On the property's east side stood the Surrender Tree, a massive oak that reputedly marked the spot where Mayor Joseph C. Mayo surrendered the city of Richmond to Union forces on the night of April 2–3, 1865 by giving two Union majors a note telling the Union commander that the Confederates had evacuated and begging him to preserve order, as well as protect Women, children and property. The Union officers conveyed the document to General Godfrey Weitzel, who ordered troops to extinguish the flames, as well as traveled downtown to city hall to accept a formal document at 8:15 a.m.

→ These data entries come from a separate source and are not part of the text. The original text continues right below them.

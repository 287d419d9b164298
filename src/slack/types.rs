use serde::{Deserialize, Serialize};

/// Body of a `chat.postMessage` call.
#[derive(Debug, Serialize)]
pub struct PostMessageRequest<'a> {
    pub channel: &'a str,
    pub text: &'a str,
}

/// Slack answers HTTP 200 for most API errors and reports them via `ok`.
#[derive(Debug, Deserialize)]
pub struct PostMessageResponse {
    pub ok: bool,
    pub error: Option<String>,
    pub channel: Option<String>,
    pub ts: Option<String>,
}

/// A message Slack accepted.
#[derive(Debug, Clone, PartialEq, Eq, Default)]
pub struct PostedMessage {
    pub channel: Option<String>,
    pub ts: Option<String>,
}
//! Timer operations.

use std::time::Duration;

use super::RealRuntime;

impl RealRuntime {
    #[tracing::instrument(skip(self))]
    pub(crate) async fn sleep_impl(&self, duration: Duration) {
        tokio::time::sleep(duration).await;
    }
}
//! Assign command implementation.

use mastery_core::{LearnerId, Level};

use super::open_engine;
use crate::output;

pub fn run(
    journal: String,
    config: Option<String>,
    learner: LearnerId,
    level: Level,
    json: bool,
) -> Result<(), Box<dyn std::error::Error>> {
    let mut engine = open_engine(&journal, config.as_deref(), false)?;
    let status = engine.assign_level(&learner, level)?;

    if json {
        output::print_json(&status)?;
    } else {
        output::print_status_header();
        println!("{}", output::format_status_row(&status));
    }
    Ok(())
}
//! Return command implementation.

use mastery_core::LearnerId;
use mastery_engine::ReturnOutcome;

use super::open_engine;
use crate::output;

pub fn run(
    journal: String,
    config: Option<String>,
    learner: LearnerId,
    warmup_passed: bool,
    json: bool,
) -> Result<(), Box<dyn std::error::Error>> {
    let mut engine = open_engine(&journal, config.as_deref(), true)?;
    let outcome = engine.handle_return(&learner, warmup_passed)?;

    if json {
        output::print_json(&outcome)?;
        return Ok(());
    }
    println!("{}", outcome.label());
    if let ReturnOutcome::RefresherOffered { refresher, .. } = &outcome {
        output::print_gaps(refresher);
    }
    Ok(())
}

The Burlee family bought the farm from Stearns' grandchildren in 1910, and successive generations kept it as a farm until recently. Tree Hill was listed on the National Register of Historic Places in 1974. The listing included three contributing buildings.

In 2026, a coalition of Virginia tribal nations was formed to ask for consultation on the Canadian developer Brookfield Residential's plan to purchase the site and build 2000 housing units on it. The property was added to Preservation Virginia's list of most endangered historical places in May 2026.

==Current status==
A historical marker has commemorated the site since 2002, and in 2015 re-enactors and others marked the 150th anniversary of Richmond's surrender there. In 2014, Meg Ryan and Tom Hanks filmed Ithaca at the property. The oak fell during a severe thunderstorm in the summer of 2012. The property is now owned by Gray Land and Development Company, which secured permission to develop the site with as many as 2,770 homes and 1.1 million square feet of office space, conditioned upon restoration of the manor house and barn, as well as set-asides for a school, library and place to honor the area's Native American heritage.